Recordemos que el pasado 15 de junio, sorpresivamente, el Centro Cultural Metropolitano apareció, en su patio central, también con decenas de carpas para albergar a una unidad policial. Las denuncias inmediatas hicieron que se revea esta decisión del alcalde Guarderas. Sin embargo, el lunes 20 de junio, amaneció con policías y militares ocupando su patio central.
También es notorio y muy decidor la permanente ausencia de la ministra de Cultura y patrimonio, Ma. Elena Machuca, quien -una vez más- se ocultó y guardó silencio. Siempre ajena al sector cultural. Su gestión se ha caracterizado por incumplir la Ley de cultura, incumplir las promesas de campaña, continuar con los recortes, cerrar los programas emblemáticos como el Plan nacional del libro y la lectura, y la Feria del libro. Después de un año de gestión, siguen cerradas las reservas documentales y arqueológicas. Y, por si fuera poco, no pagó las alícuotas y no realizó el mantenimiento del MAAC, de Guayaquil, lo que provocó que el Municipio lo clausure durante varios días.

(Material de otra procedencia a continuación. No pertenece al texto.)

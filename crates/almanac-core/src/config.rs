use anyhow::{Context, Result};
use serde::{Deserialize, Serialize};
use std::path::{Path, PathBuf};
use url::Url;

/// Environment variable that overrides `weather.api_key`.
pub const API_KEY_ENV: &str = "ALMANAC_API_KEY";

/// Default Visual Crossing REST services root.
pub const DEFAULT_API_BASE_URL: &str =
    "https://weather.visualcrossing.com/VisualCrossingWebServices/rest/services";

/// Configuration validation errors
#[derive(Debug, Clone)]
pub struct ConfigValidationError {
    pub field: String,
    pub message: String,
}

impl std::fmt::Display for ConfigValidationError {
    fn fmt(&self, f: &mut std::fmt::Formatter<'_>) -> std::fmt::Result {
        write!(f, "{}: {}", self.field, self.message)
    }
}

/// Result of config validation
#[derive(Debug, Clone, Default)]
pub struct ValidationResult {
    pub errors: Vec<ConfigValidationError>,
    pub warnings: Vec<ConfigValidationError>,
}

impl ValidationResult {
    /// Returns true if there are no errors (warnings are OK)
    pub fn is_valid(&self) -> bool {
        self.errors.is_empty()
    }

    /// Add an error
    pub fn add_error(&mut self, field: impl Into<String>, message: impl Into<String>) {
        self.errors.push(ConfigValidationError {
            field: field.into(),
            message: message.into(),
        });
    }

    /// Add a warning
    pub fn add_warning(&mut self, field: impl Into<String>, message: impl Into<String>) {
        self.warnings.push(ConfigValidationError {
            field: field.into(),
            message: message.into(),
        });
    }

    /// Get a user-friendly message summarizing all errors
    pub fn error_summary(&self) -> String {
        if self.errors.is_empty() {
            return String::new();
        }
        self.errors
            .iter()
            .map(|e| e.to_string())
            .collect::<Vec<_>>()
            .join("; ")
    }
}

#[derive(Debug, Clone, Serialize, Deserialize)]
pub struct Config {
    /// Application configuration directory; a file without it uses its own directory
    #[serde(default)]
    pub config_dir: PathBuf,

    /// Remote weather API settings
    #[serde(default)]
    pub weather: WeatherConfig,

    /// Local reading cache
    #[serde(default)]
    pub storage: StorageConfig,

    /// Network checks
    #[serde(default)]
    pub network: NetworkConfig,
}

#[derive(Debug, Clone, Serialize, Deserialize)]
pub struct WeatherConfig {
    /// Root of the timeline REST API
    #[serde(default = "default_api_base_url")]
    pub api_base_url: String,

    /// API key (can also be set via ALMANAC_API_KEY)
    #[serde(default)]
    pub api_key: Option<String>,

    /// Per-request timeout in seconds
    #[serde(default = "default_timeout_secs")]
    pub timeout_secs: u64,
}

fn default_api_base_url() -> String {
    DEFAULT_API_BASE_URL.to_string()
}

fn default_timeout_secs() -> u64 {
    10
}

impl Default for WeatherConfig {
    fn default() -> Self {
        Self {
            api_base_url: default_api_base_url(),
            api_key: None,
            timeout_secs: default_timeout_secs(),
        }
    }
}

impl WeatherConfig {
    /// The API key to use: the environment variable wins over the file.
    pub fn effective_api_key(&self) -> Option<String> {
        std::env::var(API_KEY_ENV)
            .ok()
            .filter(|k| !k.trim().is_empty())
            .or_else(|| self.api_key.clone().filter(|k| !k.trim().is_empty()))
    }
}

#[derive(Debug, Clone, Default, Serialize, Deserialize)]
pub struct StorageConfig {
    /// SQLite database file; defaults to `<config_dir>/weather.db`
    #[serde(default)]
    pub database_path: Option<PathBuf>,
}

#[derive(Debug, Clone, Serialize, Deserialize)]
pub struct NetworkConfig {
    /// Refuse remote requests when no WiFi/cellular/ethernet transport is active
    #[serde(default = "default_check_connectivity")]
    pub check_connectivity: bool,
}

fn default_check_connectivity() -> bool {
    true
}

impl Default for NetworkConfig {
    fn default() -> Self {
        Self {
            check_connectivity: default_check_connectivity(),
        }
    }
}

impl Default for Config {
    fn default() -> Self {
        let config_dir = dirs::config_dir()
            .unwrap_or_else(|| PathBuf::from("."))
            .join("almanac");

        Self {
            config_dir,
            weather: WeatherConfig::default(),
            storage: StorageConfig::default(),
            network: NetworkConfig::default(),
        }
    }
}

impl Config {
    /// Load configuration from the default location, creating it if it doesn't exist
    pub fn load() -> Result<Self> {
        let config_path = Self::config_path()?;
        Self::load_from(&config_path)
    }

    /// Load configuration from an explicit file, creating a default one if missing.
    ///
    /// A config created here keeps its directory as `config_dir`.
    pub fn load_from(config_path: &Path) -> Result<Self> {
        if !config_path.exists() {
            let mut config = Self::default();
            if let Some(parent) = config_path.parent() {
                if !parent.as_os_str().is_empty() {
                    config.config_dir = parent.to_path_buf();
                }
            }
            config.save_to(config_path)?;
            tracing::info!("Created default config at {}", config_path.display());
            return Ok(config);
        }

        let contents = std::fs::read_to_string(config_path)
            .context("Failed to read config file")?;

        let mut config: Config = toml::from_str(&contents)
            .context("Failed to parse config file")?;

        if config.config_dir.as_os_str().is_empty() {
            config.config_dir = match config_path.parent() {
                Some(parent) if !parent.as_os_str().is_empty() => parent.to_path_buf(),
                _ => Self::default().config_dir,
            };
        }

        Ok(config)
    }

    /// Load configuration and validate it
    ///
    /// Returns the config along with any validation warnings.
    /// Returns an error if validation fails with critical errors.
    pub fn load_validated(config_path: Option<&Path>) -> Result<(Self, ValidationResult)> {
        let config = match config_path {
            Some(path) => Self::load_from(path)?,
            None => Self::load()?,
        };
        let validation = config.validate();

        if !validation.is_valid() {
            anyhow::bail!(
                "Configuration validation failed: {}",
                validation.error_summary()
            );
        }

        for warning in &validation.warnings {
            tracing::warn!("Config warning: {}", warning);
        }

        Ok((config, validation))
    }

    /// Validate the configuration
    ///
    /// Returns a ValidationResult containing any errors or warnings.
    pub fn validate(&self) -> ValidationResult {
        let mut result = ValidationResult::default();

        self.validate_url(&self.weather.api_base_url, "weather.api_base_url", &mut result);

        if self.weather.timeout_secs == 0 {
            result.add_error("weather.timeout_secs", "Timeout must be greater than 0");
        } else if self.weather.timeout_secs > 300 {
            result.add_warning("weather.timeout_secs", "Timeout is unusually long (>300s)");
        }

        if self.weather.effective_api_key().is_none() {
            result.add_warning(
                "weather.api_key",
                format!(
                    "No API key configured (set weather.api_key or {}) - remote lookups will fail",
                    API_KEY_ENV
                ),
            );
        }

        if !self.network.check_connectivity {
            result.add_warning(
                "network.check_connectivity",
                "Connectivity check disabled - requests are attempted regardless of network state",
            );
        }

        if let Some(path) = &self.storage.database_path {
            if path.is_dir() {
                result.add_error(
                    "storage.database_path",
                    format!("Path is a directory: {}", path.display()),
                );
            }
        }

        result
    }

    /// Validate a URL field
    fn validate_url(&self, url_str: &str, field_name: &str, result: &mut ValidationResult) {
        match Url::parse(url_str) {
            Ok(url) => {
                if url.scheme() != "http" && url.scheme() != "https" {
                    result.add_error(
                        field_name,
                        format!("URL must use http or https scheme, got: {}", url.scheme()),
                    );
                }

                if url.host().is_none() {
                    result.add_error(field_name, "URL must have a host");
                }

                if let Some(port) = url.port() {
                    if port == 0 {
                        result.add_error(field_name, "Port cannot be 0");
                    }
                }
            }
            Err(e) => {
                result.add_error(field_name, format!("Invalid URL: {}", e));
            }
        }
    }

    /// Path of the SQLite reading cache
    pub fn database_path(&self) -> PathBuf {
        self.storage
            .database_path
            .clone()
            .unwrap_or_else(|| self.config_dir.join("weather.db"))
    }

    /// Save configuration to an explicit file
    pub fn save_to(&self, config_path: &Path) -> Result<()> {
        if let Some(parent) = config_path.parent() {
            std::fs::create_dir_all(parent)
                .context("Failed to create config directory")?;
        }

        let contents = toml::to_string_pretty(self)
            .context("Failed to serialize config")?;

        std::fs::write(config_path, contents)
            .context("Failed to write config file")?;

        Ok(())
    }

    /// Get the path to the configuration file
    pub fn config_path() -> Result<PathBuf> {
        let config_dir = dirs::config_dir()
            .context("Failed to get config directory")?
            .join("almanac");

        Ok(config_dir.join("config.toml"))
    }
}

#[cfg(test)]
mod tests {
    use super::*;

    #[test]
    fn test_valid_default_config() {
        let config = Config::default();
        let result = config.validate();
        // Default config should be valid (only warnings, no errors)
        assert!(result.is_valid(), "Default config should be valid: {:?}", result.errors);
    }

    #[test]
    fn test_invalid_url() {
        let mut config = Config::default();
        config.weather.api_base_url = "not-a-url".to_string();
        let result = config.validate();
        assert!(!result.is_valid());
        assert!(result.errors.iter().any(|e| e.field == "weather.api_base_url"));
    }

    #[test]
    fn test_invalid_url_scheme() {
        let mut config = Config::default();
        config.weather.api_base_url = "ftp://localhost:8080".to_string();
        let result = config.validate();
        assert!(!result.is_valid());
        assert!(result.errors.iter().any(|e| e.message.contains("http or https")));
    }

    #[test]
    fn test_zero_timeout() {
        let mut config = Config::default();
        config.weather.timeout_secs = 0;
        let result = config.validate();
        assert!(!result.is_valid());
        assert!(result.errors.iter().any(|e| e.field == "weather.timeout_secs"));
    }

    #[test]
    fn test_database_path_defaults_to_config_dir() {
        let mut config = Config::default();
        config.config_dir = PathBuf::from("/tmp/almanac-test");
        assert_eq!(config.database_path(), PathBuf::from("/tmp/almanac-test/weather.db"));

        config.storage.database_path = Some(PathBuf::from("/var/cache/readings.db"));
        assert_eq!(config.database_path(), PathBuf::from("/var/cache/readings.db"));
    }

    #[test]
    fn test_load_from_creates_default_file() {
        let dir = tempfile::tempdir().unwrap();
        let path = dir.path().join("nested").join("config.toml");

        let config = Config::load_from(&path).unwrap();
        assert!(path.exists());
        assert_eq!(config.config_dir, dir.path().join("nested"));
        assert_eq!(config.weather.api_base_url, DEFAULT_API_BASE_URL);

        let reloaded = Config::load_from(&path).unwrap();
        assert_eq!(reloaded.config_dir, config.config_dir);
        assert_eq!(reloaded.weather.timeout_secs, config.weather.timeout_secs);
    }

    #[test]
    fn test_partial_file_uses_section_defaults() {
        let dir = tempfile::tempdir().unwrap();
        let path = dir.path().join("config.toml");
        std::fs::write(
            &path,
            "config_dir = \"/tmp/almanac\"\n\n[weather]\napi_key = \"abc\"\n",
        )
        .unwrap();

        let config = Config::load_from(&path).unwrap();
        assert_eq!(config.weather.api_key.as_deref(), Some("abc"));
        assert_eq!(config.weather.timeout_secs, 10);
        assert!(config.network.check_connectivity);
        assert!(config.storage.database_path.is_none());
    }

    #[test]
    fn test_file_without_config_dir_uses_its_directory() {
        let dir = tempfile::tempdir().unwrap();
        let path = dir.path().join("config.toml");
        std::fs::write(&path, "[weather]\napi_key = \"abc\"\n").unwrap();

        let config = Config::load_from(&path).unwrap();
        assert_eq!(config.config_dir, dir.path());
        assert_eq!(config.database_path(), dir.path().join("weather.db"));
        assert_eq!(config.weather.api_key.as_deref(), Some("abc"));
    }

    #[test]
    fn test_malformed_file_is_an_error() {
        let dir = tempfile::tempdir().unwrap();
        let path = dir.path().join("config.toml");
        std::fs::write(&path, "this is = = not toml").unwrap();

        assert!(Config::load_from(&path).is_err());
    }

    #[test]
    fn test_validation_result_error_summary() {
        let mut result = ValidationResult::default();
        result.add_error("field1", "error1");
        result.add_error("field2", "error2");
        let summary = result.error_summary();
        assert!(summary.contains("field1"));
        assert!(summary.contains("field2"));
    }
}
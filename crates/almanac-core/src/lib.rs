pub mod config;
pub mod error;

pub use config::{Config, NetworkConfig, StorageConfig, ValidationResult, WeatherConfig};
pub use error::{
    AppError, ConfigError, DatabaseError, NetworkError, ReqwestErrorExt, RusqliteErrorExt,
    WeatherError,
};

use tracing_subscriber::EnvFilter;

/// Workspace crate targets that receive log output.
const CRATE_TARGETS: &[&str] = &["almanac", "almanac_core", "almanac_weather"];

/// Initialize tracing/logging.
///
/// Verbosity maps 0 -> warn, 1 -> info, 2 -> debug, 3+ -> trace.
/// `RUST_LOG` overrides the verbosity if set. Output goes to stderr.
pub fn init(verbosity: u8) {
    let level = match verbosity {
        0 => "warn",
        1 => "info",
        2 => "debug",
        _ => "trace",
    };

    let default_filter = CRATE_TARGETS
        .iter()
        .map(|t| format!("{t}={level}"))
        .collect::<Vec<_>>()
        .join(",");

    let filter =
        EnvFilter::try_from_default_env().unwrap_or_else(|_| EnvFilter::new(default_filter));

    tracing_subscriber::fmt()
        .with_env_filter(filter)
        .with_writer(std::io::stderr)
        .init();

    tracing::debug!("Almanac logging initialized at {}", level);
}
//! Error and diagnostic system for the umlcase parser.
//!
//! This module provides:
//! - Error codes for documentation and searchability
//! - Labeled spans for rich error context
//! - A typed [`ParseError`] that tells lexical failures apart from syntax
//!   failures
//!
//! Parsing stops at the first error. There is no recovery and no
//! accumulation of multiple diagnostics.
//!
//! # Example
//!
//! ```
//! # use umlcase_parser::error::{Diagnostic, ErrorCode};
//! # use umlcase_parser::Span;
//!
//! let diag = Diagnostic::new(ErrorCode::E100, "unexpected token `{`")
//!     .with_label(Span::new(24..25), "expected identifier")
//!     .with_help("a package name must follow `package`");
//! ```

mod diagnostic;
mod error_code;
mod label;
mod parse_error;

pub use diagnostic::Diagnostic;
pub use error_code::ErrorCode;
pub use label::{Label, LabelRole};
pub use parse_error::{ErrorKind, Found, ParseError};
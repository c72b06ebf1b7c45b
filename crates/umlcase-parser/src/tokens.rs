//! Token definitions for the use-case diagram notation.

use std::fmt;

use crate::span::Span;

/// Reserved words recognised by the lexer.
///
/// A keyword is only produced when a whole identifier matches one of these
/// words exactly; `actors` or `asx` remain identifiers.
#[derive(Debug, Clone, Copy, PartialEq, Eq, Hash)]
pub enum Keyword {
    Actor,
    As,
    UseCase,
    Package,
    Includes,
    Extends,
}

/// Keyword lookup table, shared read-only by every tokenizer call.
const KEYWORDS: [(&str, Keyword); 6] = [
    ("actor", Keyword::Actor),
    ("as", Keyword::As),
    ("usecase", Keyword::UseCase),
    ("package", Keyword::Package),
    ("includes", Keyword::Includes),
    ("extends", Keyword::Extends),
];

impl Keyword {
    /// Resolve an identifier to a keyword, if it is one.
    pub fn from_identifier(text: &str) -> Option<Self> {
        KEYWORDS
            .iter()
            .find_map(|(word, keyword)| (*word == text).then_some(*keyword))
    }

    /// The source spelling of the keyword.
    pub fn as_str(self) -> &'static str {
        match self {
            Keyword::Actor => "actor",
            Keyword::As => "as",
            Keyword::UseCase => "usecase",
            Keyword::Package => "package",
            Keyword::Includes => "includes",
            Keyword::Extends => "extends",
        }
    }
}

impl fmt::Display for Keyword {
    fn fmt(&self, f: &mut fmt::Formatter<'_>) -> fmt::Result {
        f.write_str(self.as_str())
    }
}

/// Token types for the use-case diagram notation
#[derive(Debug, Clone, Copy, PartialEq, Eq)]
pub enum Token<'src> {
    // Diagram frame
    StartUml, // @startuml
    EndUml,   // @enduml

    Keyword(Keyword),

    // Literals, values are stored without their delimiters
    Identifier(&'src str),
    StringLiteral(&'src str), // "text"
    Stereotype(&'src str),    // <<text>>
    ActorLabel(&'src str),    // :text:
    UseCaseLabel(&'src str),  // (text)

    // Relation operators
    SolidArrow(&'src str),  // -> -->
    DottedArrow(&'src str), // . .> ..>
    InheritArrow,           // <|--

    // Punctuation
    Colon,      // :
    LeftBrace,  // {
    RightBrace, // }

    Newline,
}

/// The lexical category of a [`Token`], without its value.
#[derive(Debug, Clone, Copy, PartialEq, Eq, Hash)]
pub enum TokenKind {
    StartUml,
    EndUml,
    Keyword,
    Identifier,
    String,
    Stereotype,
    ActorLabel,
    UseCaseLabel,
    ArrowSolid,
    ArrowDotted,
    InheritArrow,
    Colon,
    LeftBrace,
    RightBrace,
    Newline,
}

impl<'src> Token<'src> {
    /// Get the lexical category of this token.
    pub fn kind(&self) -> TokenKind {
        match self {
            Token::StartUml => TokenKind::StartUml,
            Token::EndUml => TokenKind::EndUml,
            Token::Keyword(_) => TokenKind::Keyword,
            Token::Identifier(_) => TokenKind::Identifier,
            Token::StringLiteral(_) => TokenKind::String,
            Token::Stereotype(_) => TokenKind::Stereotype,
            Token::ActorLabel(_) => TokenKind::ActorLabel,
            Token::UseCaseLabel(_) => TokenKind::UseCaseLabel,
            Token::SolidArrow(_) => TokenKind::ArrowSolid,
            Token::DottedArrow(_) => TokenKind::ArrowDotted,
            Token::InheritArrow => TokenKind::InheritArrow,
            Token::Colon => TokenKind::Colon,
            Token::LeftBrace => TokenKind::LeftBrace,
            Token::RightBrace => TokenKind::RightBrace,
            Token::Newline => TokenKind::Newline,
        }
    }

    /// Get the value extracted for this token.
    ///
    /// Delimited tokens yield their inner text, fixed tokens yield their
    /// literal spelling, and newlines carry no value.
    pub fn value(&self) -> Option<&'src str> {
        match self {
            Token::StartUml => Some("@startuml"),
            Token::EndUml => Some("@enduml"),
            Token::Keyword(keyword) => Some(keyword.as_str()),
            Token::Identifier(text)
            | Token::StringLiteral(text)
            | Token::Stereotype(text)
            | Token::ActorLabel(text)
            | Token::UseCaseLabel(text)
            | Token::SolidArrow(text)
            | Token::DottedArrow(text) => Some(text),
            Token::InheritArrow => Some("<|--"),
            Token::Colon => Some(":"),
            Token::LeftBrace => Some("{"),
            Token::RightBrace => Some("}"),
            Token::Newline => None,
        }
    }
}

impl fmt::Display for Token<'_> {
    fn fmt(&self, f: &mut fmt::Formatter<'_>) -> fmt::Result {
        match self {
            Token::StartUml => write!(f, "@startuml"),
            Token::EndUml => write!(f, "@enduml"),
            Token::Keyword(keyword) => write!(f, "{keyword}"),

            Token::Identifier(name) => write!(f, "{name}"),
            Token::StringLiteral(s) => write!(f, "\"{s}\""),
            Token::Stereotype(s) => write!(f, "<<{s}>>"),
            Token::ActorLabel(s) => write!(f, ":{s}:"),
            Token::UseCaseLabel(s) => write!(f, "({s})"),

            Token::SolidArrow(arrow) | Token::DottedArrow(arrow) => write!(f, "{arrow}"),
            Token::InheritArrow => write!(f, "<|--"),

            Token::Colon => write!(f, ":"),
            Token::LeftBrace => write!(f, "{{"),
            Token::RightBrace => write!(f, "}}"),
            Token::Newline => write!(f, "\\n"),
        }
    }
}

/// A token with its source span and 1-based line number
#[derive(Debug, Clone, PartialEq)]
pub struct PositionedToken<'src> {
    pub token: Token<'src>,
    pub span: Span,
    pub line: usize,
}

impl<'src> PositionedToken<'src> {
    pub fn new(token: Token<'src>, span: Span, line: usize) -> Self {
        Self { token, span, line }
    }
}

impl<'src> std::ops::Deref for PositionedToken<'src> {
    type Target = Token<'src>;

    fn deref(&self) -> &Self::Target {
        &self.token
    }
}

impl fmt::Display for PositionedToken<'_> {
    fn fmt(&self, f: &mut fmt::Formatter<'_>) -> fmt::Result {
        self.token.fmt(f)
    }
}

/// The output of the lexer: tokens in source order plus the end-of-input position.
#[derive(Debug, Clone, PartialEq)]
pub struct TokenStream<'src> {
    source: &'src str,
    tokens: Vec<PositionedToken<'src>>,
    end_line: usize,
}

impl<'src> TokenStream<'src> {
    pub(crate) fn new(
        source: &'src str,
        tokens: Vec<PositionedToken<'src>>,
        end_line: usize,
    ) -> Self {
        Self {
            source,
            tokens,
            end_line,
        }
    }

    /// Source text covered by `span`, exactly as written.
    pub fn text(&self, span: Span) -> Option<&'src str> {
        self.source.get(span.range())
    }

    /// The tokens, in source order.
    pub fn tokens(&self) -> &[PositionedToken<'src>] {
        &self.tokens
    }

    /// Empty span located at the end of the source.
    pub fn end(&self) -> Span {
        let end = self.source.len();
        Span::new(end..end)
    }

    /// Line on which the source ends.
    pub fn end_line(&self) -> usize {
        self.end_line
    }

    pub fn len(&self) -> usize {
        self.tokens.len()
    }

    pub fn is_empty(&self) -> bool {
        self.tokens.is_empty()
    }
}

Sin embargo, un post de la viceministra de cultura, Fanny Zamudio, reveló que el Ministerio de cultura no solo está de acuerdo con la ocupación de la Casa de la Cultura, sino que formó parte del plan y el operativo para la toma policial: “La fuerza pública acude precisamente para salvaguardar el patrimonio que se encuentra allí,” afirmó. Falso. En los levantamientos populares anteriores, jamás se violentaron los bienes culturales y patrimoniales. Por el contrario, se protegió sus instalaciones, como un necesario espacio de paz y ayuda humanitaria. Y es más bien ahora que se convierte a La Casa en un espacio de confrontación y pugna.
El Ministerio de cultura y patrimonio emitió, en la mañana del lunes, un más que escueto comunicado, en el cual rechaza los hechos de ocurridos en octubre de 2019, justificando así la intervención policial en la Casa: “Bajo ninguna circunstancia se puede acudir a la cultura como argumento para la violencia. Aspiramos que la Casa de la Cultura sea un espacio libre y plural para la creación artística, el encuentro y no para la confrontación.”
Las imágenes de la policía ingresando por la puerta trasera y saltando las cercas, tienen un alto valor simbólico: el fin de la democracia y las libertades. No hay nada más impactante que mirar a policías fuertemente armados y cubiertos los rostros ingresando a una biblioteca, a una librería o a una cinemateca. El Estado aterrado frente a la cultura y a una Casa a la que puedan llegar indígenas, mestizos, negros, blancos. Todos defendiendo sus derechos y libertades. Y un Ministerio de cultura, cuyo deber es defender y fomentar el trabajo de artistas y creadores, convertido en verdugo que coarta, precisamente, esos derechos y libertades.
Tomarse la Casa de la Cultura, violando su autonomía, es un hecho de prepotencia y brutalidad que, además, viola los derechos culturales, los derechos humanos, socaba la democracia y coarta las libertades. Pero es también un nuevo signo de torpeza política y, sobre todo, refleja el afán fascistoide y dictatorial del gobierno. Un presidente agobiado y solo. Un presidente sin respaldo popular, que ha decidido sostenerse en la fuerza de las armas y la violencia policial y militar.
Las calles aledañas a La Casa de la Cultura están bloqueadas, decenas de policías la mantienen cerrada y en las rejas exteriores un rótulo escrito sobre un cartón clama: ¡SOS Casa de la Cultura!